Tom è stato costretto a confessare l’imbroglio, dopo che altri blogger e giornalisti erano giunti a lui e il Guardian aveva rimosso dal proprio sito la storia della giovane siriana perseguitata, dopo che un’altra giovane, l’inconsapevole Jelena Lecic aveva dichiarato di riconoscersi nella foto di Amina e aveva denunciato un furto di identità.
Ma intanto il sito di Amina ha imperversato nella rete da febbraio, raccontando le rivolte in Siria e divenendo per molti fonte di reali informazioni, peccato però generate da una enorme bufala. Ora Tom si scusa: «Mentre la voce narrante può essere stata una finzione, i fatti su questo blog sono veri, non credo di aver danneggiato nessuno».

Ma diffondere notizie creando un falso protagonista non è cosa da poco, come hanno anche evidenziato gli oppositori siriani, loro sì reali protagonisti di quanto sta accadendo in questi mesi. «Noi dobbiamo affrontare così tante difficoltà che tu non puoi neanche immaginare - ha detto il direttore di GayMiddleEast.com, Sami Hamwi, rivolgendosi a Tom -. Quello che tu hai fatto ha danneggiato molti, ci ha messi tutti in pericolo. Questo può aver suscitato dubbi sull'autenticità dei nostri blog, delle nostre storie, di noi stessi». Parole che è davvero difficile non condividere. Secondo  Bahrein Amira Al Hussaini, redattrice per il Medio Oriente e Nord Africa di Global Voices on line in lingua araba, è necessario «mostrare al resto del mondo che questa beffa è stata compiuta da un uomo e sua moglie, che non erano nemmeno siriani né arabi, e quindi non creano alcun discredito per noi e il nostro lavoro».

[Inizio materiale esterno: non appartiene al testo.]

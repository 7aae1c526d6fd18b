use std::time::Duration;

mod clock;
mod dump_source;
mod error;
mod thread_dump;
mod thread_info;

pub use clock::{Clock, SystemClock};
pub use dump_source::{DumpOptions, DumpSource, DumpTool, JdkDumpSource};
pub use error::{AcquireError, Error};
pub use thread_dump::ThreadDump;
pub use thread_info::ThreadInfo;

pub type Pid = u32;

/// What to sample and how often. Fixed for the life of a [`Sampler`].
#[derive(Debug, Clone, Copy, PartialEq, Eq)]
pub struct SampleConfig {
    pid: Pid,
    count: u32,
    delay: Duration,
}

impl SampleConfig {
    pub fn new(pid: Pid, count: u32, delay_millis: u64) -> Result<Self, Error> {
        if count < 1 {
            return Err(Error::MalformedInput(format!(
                "sample count must be at least 1, got {}",
                count
            )));
        }

        Ok(Self {
            pid,
            count,
            delay: Duration::from_millis(delay_millis),
        })
    }

    pub fn get_pid(&self) -> Pid {
        self.pid
    }

    pub fn get_count(&self) -> u32 {
        self.count
    }

    pub fn get_delay(&self) -> Duration {
        self.delay
    }
}

/// Takes a fixed number of thread dumps from one process, one per call to
/// [`Sampler::generate`].
///
/// The time spent acquiring a dump is subtracted from the pause that follows it,
/// so that dumps start roughly `delay` apart no matter how slow the target is.
pub struct Sampler<S, C = SystemClock> {
    config: SampleConfig,
    options: DumpOptions,
    source: S,
    clock: C,
    iterations_completed: u32,
    last_acquisition: Duration,
    failed: bool,
}

impl<S: DumpSource> Sampler<S> {
    pub fn new(config: SampleConfig, source: S) -> Self {
        Self::with_clock(config, source, SystemClock::new())
    }
}

impl<S: DumpSource, C: Clock> Sampler<S, C> {
    pub fn with_clock(config: SampleConfig, source: S, clock: C) -> Self {
        Self {
            config,
            options: DumpOptions::default(),
            source,
            clock,
            iterations_completed: 0,
            last_acquisition: Duration::ZERO,
            failed: false,
        }
    }

    pub fn with_options(mut self, options: DumpOptions) -> Self {
        self.options = options;
        self
    }

    /// Take the next dump. `Ok(None)` means the target produced no output.
    ///
    /// A failed acquisition is not retried and does not count as a sample.
    /// It ends the session: every later call returns [`Error::Aborted`].
    pub fn generate(&mut self) -> Result<Option<ThreadDump>, Error> {
        if self.failed {
            return Err(Error::Aborted(self.config.pid));
        }
        if self.is_done() {
            return Err(Error::Exhausted(self.config.count));
        }

        let pid = self.config.pid;
        let start = self.clock.now();
        let result = self.source.acquire(pid, &self.options);
        let elapsed = self.clock.now().saturating_sub(start);
        self.last_acquisition = Duration::from_millis(elapsed.as_millis() as u64);

        log::debug!(
            "dump {}/{} of pid {} took {}ms",
            self.iterations_completed + 1,
            self.config.count,
            pid,
            self.last_acquisition.as_millis()
        );

        let raw = result.map_err(|source| {
            self.failed = true;
            Error::Acquisition { pid, source }
        })?;
        self.iterations_completed += 1;

        Ok(raw.map(|raw| ThreadDump::parse(&raw)))
    }

    pub fn is_done(&self) -> bool {
        self.iterations_completed >= self.config.count
    }

    /// How long [`Sampler::sleep_between_iterations`] will wait.
    pub fn pacing_wait(&self) -> Duration {
        self.config.delay.saturating_sub(self.last_acquisition)
    }

    pub fn sleep_between_iterations(&self) {
        let wait = self.pacing_wait();
        if !wait.is_zero() {
            log::trace!("sleeping {}ms before the next dump", wait.as_millis());
            self.clock.sleep(wait);
        }
    }

    /// Take all remaining dumps, pausing between them but not after the last one.
    /// Stops at the first failure, and refuses to run once a sample has failed.
    pub fn collect_all(&mut self) -> Result<Vec<Option<ThreadDump>>, Error> {
        let mut dumps = Vec::with_capacity((self.config.count - self.iterations_completed) as usize);
        while !self.is_done() {
            dumps.push(self.generate()?);
            if !self.is_done() {
                self.sleep_between_iterations();
            }
        }
        Ok(dumps)
    }

    pub fn get_config(&self) -> &SampleConfig {
        &self.config
    }

    pub fn get_iterations_completed(&self) -> u32 {
        self.iterations_completed
    }

    pub fn get_last_acquisition_duration(&self) -> Duration {
        self.last_acquisition
    }
}

/// Yields every remaining dump, pacing itself between them.
/// Ends after the last sample or right after the first error.
impl<S: DumpSource, C: Clock> Iterator for Sampler<S, C> {
    type Item = Result<Option<ThreadDump>, Error>;

    fn next(&mut self) -> Option<Self::Item> {
        if self.failed || self.is_done() {
            return None;
        }
        if self.iterations_completed > 0 {
            self.sleep_between_iterations();
        }
        Some(self.generate())
    }
}

#[cfg(test)]
mod tests {
    use std::cell::{Cell, RefCell};
    use std::collections::VecDeque;
    use std::rc::Rc;

    use super::*;

    const DUMP: &str = "Full thread dump\n\n\"main\" #1 prio=5 runnable\n\tat Main.main(Main.java:1)\n";

    #[derive(Clone, Default)]
    struct FakeClock {
        now: Rc<Cell<Duration>>,
        sleeps: Rc<RefCell<Vec<Duration>>>,
    }

    impl FakeClock {
        fn advance(&self, duration: Duration) {
            self.now.set(self.now.get() + duration);
        }

        fn rewind(&self, duration: Duration) {
            self.now.set(self.now.get().saturating_sub(duration));
        }

        fn sleeps(&self) -> Vec<u64> {
            self.sleeps
                .borrow()
                .iter()
                .map(|d| d.as_millis() as u64)
                .collect()
        }
    }

    impl Clock for FakeClock {
        fn now(&self) -> Duration {
            self.now.get()
        }

        fn sleep(&self, duration: Duration) {
            self.sleeps.borrow_mut().push(duration);
            self.advance(duration);
        }
    }

    enum Outcome {
        Dump(&'static str),
        Empty,
        Fail,
    }

    /// Plays back one outcome per acquisition, each taking the given time.
    /// A negative time steps the clock backwards.
    struct ScriptedDumpSource {
        clock: FakeClock,
        script: VecDeque<(i64, Outcome)>,
        calls: Rc<RefCell<Vec<(Pid, DumpOptions)>>>,
    }

    impl ScriptedDumpSource {
        fn new(clock: &FakeClock, script: Vec<(i64, Outcome)>) -> Self {
            Self {
                clock: clock.clone(),
                script: script.into(),
                calls: Rc::default(),
            }
        }
    }

    impl DumpSource for ScriptedDumpSource {
        fn acquire(&mut self, pid: Pid, options: &DumpOptions) -> Result<Option<String>, AcquireError> {
            self.calls.borrow_mut().push((pid, *options));
            let (millis, outcome) = self.script.pop_front().expect("acquisition not scripted");
            let step = Duration::from_millis(millis.unsigned_abs());
            if millis < 0 {
                self.clock.rewind(step);
            } else {
                self.clock.advance(step);
            }
            match outcome {
                Outcome::Dump(text) => Ok(Some(text.to_string())),
                Outcome::Empty => Ok(None),
                Outcome::Fail => Err(AcquireError::Spawn {
                    tool: "jcmd".to_string(),
                    source: std::io::Error::from(std::io::ErrorKind::NotFound),
                }),
            }
        }
    }

    fn sampler(
        count: u32,
        delay_millis: u64,
        script: Vec<(i64, Outcome)>,
    ) -> (Sampler<ScriptedDumpSource, FakeClock>, FakeClock) {
        let clock = FakeClock::default();
        let config = SampleConfig::new(1234, count, delay_millis).unwrap();
        let source = ScriptedDumpSource::new(&clock, script);
        (Sampler::with_clock(config, source, clock.clone()), clock)
    }

    #[test]
    fn test_zero_count_is_rejected() {
        assert!(matches!(
            SampleConfig::new(1, 0, 5000),
            Err(Error::MalformedInput(_))
        ));
    }

    #[test]
    fn test_generate_until_done() {
        let (mut sampler, _) = sampler(
            3,
            1000,
            vec![(10, Outcome::Dump(DUMP)), (10, Outcome::Dump(DUMP)), (10, Outcome::Dump(DUMP))],
        );

        for expected in 1..=3 {
            assert!(!sampler.is_done());
            let dump = sampler.generate().unwrap().unwrap();
            assert_eq!(dump.get_threads()[0].get_name(), "main");
            assert_eq!(sampler.get_iterations_completed(), expected);
        }
        assert!(sampler.is_done());
        assert!(matches!(sampler.generate(), Err(Error::Exhausted(3))));
        assert_eq!(sampler.get_iterations_completed(), 3);
    }

    #[test]
    fn test_acquires_with_locks_by_default() {
        let (mut sampler, _) = sampler(1, 0, vec![(0, Outcome::Empty)]);
        let calls = sampler.source.calls.clone();

        sampler.generate().unwrap();
        assert_eq!(*calls.borrow(), [(1234, DumpOptions { locks: true })]);
    }

    #[test]
    fn test_empty_dump_counts_as_sample() {
        let (mut sampler, _) = sampler(1, 0, vec![(5, Outcome::Empty)]);

        assert_eq!(sampler.generate().unwrap(), None);
        assert!(sampler.is_done());
    }

    #[test]
    fn test_pacing_wait_subtracts_acquisition_time() {
        let (mut sampler, clock) = sampler(
            2,
            5000,
            vec![(1200, Outcome::Empty), (6000, Outcome::Empty)],
        );

        sampler.generate().unwrap();
        assert_eq!(sampler.get_last_acquisition_duration(), Duration::from_millis(1200));
        assert_eq!(sampler.pacing_wait(), Duration::from_millis(3800));
        sampler.sleep_between_iterations();

        sampler.generate().unwrap();
        assert_eq!(sampler.pacing_wait(), Duration::ZERO);
        sampler.sleep_between_iterations();

        assert_eq!(clock.sleeps(), [3800]);
    }

    #[test]
    fn test_clock_going_backwards_counts_as_instant() {
        let (mut sampler, clock) = sampler(
            2,
            1000,
            vec![(300, Outcome::Empty), (-200, Outcome::Empty)],
        );

        sampler.generate().unwrap();
        assert_eq!(sampler.get_last_acquisition_duration(), Duration::from_millis(300));

        sampler.generate().unwrap();
        assert_eq!(clock.now(), Duration::from_millis(100));
        assert_eq!(sampler.get_last_acquisition_duration(), Duration::ZERO);
        assert_eq!(sampler.pacing_wait(), Duration::from_millis(1000));
    }

    #[test]
    fn test_collect_all() {
        let (mut sampler, clock) = sampler(
            3,
            1000,
            vec![
                (100, Outcome::Dump(DUMP)),
                (1100, Outcome::Empty),
                (50, Outcome::Dump(DUMP)),
            ],
        );

        let dumps = sampler.collect_all().unwrap();
        assert_eq!(dumps.len(), 3);
        assert!(dumps[0].is_some());
        assert!(dumps[1].is_none());
        assert!(dumps[2].is_some());
        assert_eq!(clock.sleeps(), [900]);
        assert!(sampler.is_done());
        assert!(sampler.collect_all().unwrap().is_empty());
    }

    #[test]
    fn test_collect_all_fails_fast() {
        let (mut sampler, clock) = sampler(
            3,
            1000,
            vec![(100, Outcome::Dump(DUMP)), (20, Outcome::Fail)],
        );

        let error = sampler.collect_all().unwrap_err();
        assert!(matches!(error, Error::Acquisition { pid: 1234, .. }));
        assert_eq!(sampler.get_iterations_completed(), 1);
        assert_eq!(sampler.get_last_acquisition_duration(), Duration::from_millis(20));
        assert_eq!(clock.sleeps(), [900]);
    }

    #[test]
    fn test_failed_session_cannot_resume() {
        let (mut sampler, _) = sampler(
            2,
            0,
            vec![(0, Outcome::Fail), (0, Outcome::Dump(DUMP)), (0, Outcome::Dump(DUMP))],
        );
        let calls = sampler.source.calls.clone();

        assert!(matches!(sampler.generate(), Err(Error::Acquisition { .. })));
        assert!(matches!(sampler.generate(), Err(Error::Aborted(1234))));
        assert!(matches!(sampler.collect_all(), Err(Error::Aborted(1234))));
        assert_eq!(sampler.get_iterations_completed(), 0);
        assert!(!sampler.is_done());
        assert_eq!(calls.borrow().len(), 1);
    }

    #[test]
    fn test_iterator_paces_and_stops() {
        let (sampler, clock) = sampler(
            3,
            1000,
            vec![
                (100, Outcome::Dump(DUMP)),
                (1100, Outcome::Dump(DUMP)),
                (50, Outcome::Empty),
            ],
        );

        let dumps: Vec<_> = sampler.collect();
        assert_eq!(dumps.len(), 3);
        assert!(dumps.iter().all(Result::is_ok));
        assert_eq!(clock.sleeps(), [900]);
    }

    #[test]
    fn test_iterator_ends_after_error() {
        let (mut sampler, _) = sampler(
            3,
            0,
            vec![(0, Outcome::Fail), (0, Outcome::Dump(DUMP))],
        );

        assert!(matches!(sampler.next(), Some(Err(Error::Acquisition { .. }))));
        assert!(sampler.next().is_none());
        assert!(!sampler.is_done());
    }
}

La storia del blog di Amina riporta alla ribalta non solo il tema delle false notizie, che sempre sono circolate, ma anche il ruolo e l’importanza della rete e quindi del mezzo con cui un messaggio viene diffuso. Ci sono voluti quattro mesi per capire la natura della bufala e questo perché troppo spesso quello che passa su blog, facebook e simili viene percepito come “notizia”, mentre notizia non è o non sempre lo è. La notizia, infatti, non è solo una cosa che viene detta e raccontata attraverso un foglio di carta o una pagina web ma è qualcosa fatto di verifiche, accertamenti, lavoro, ascolto di testimoni diretti, verificando che siano tali. Aprire un blog e parlare su facebook non significa, spesso, produrre notizie, anzi e la rete è un mezzo non una fonte indiscussa di notizie accreditate.
Gli stessi giornalisti, magari pressati dalle redazioni, cercano di mettere online il prima possibile una notizia, a volte, a discapito del lavoro di verifica e approfondimento.
Così nel caso del blog di Amina la beffa è andata avanti a lungo, moltiplicandosi in rete, coinvolgendo giornalisti di tutto il mondo e  creando un vero caso intorno ad una “povera” e bella giovane che le pativa davvero tutte.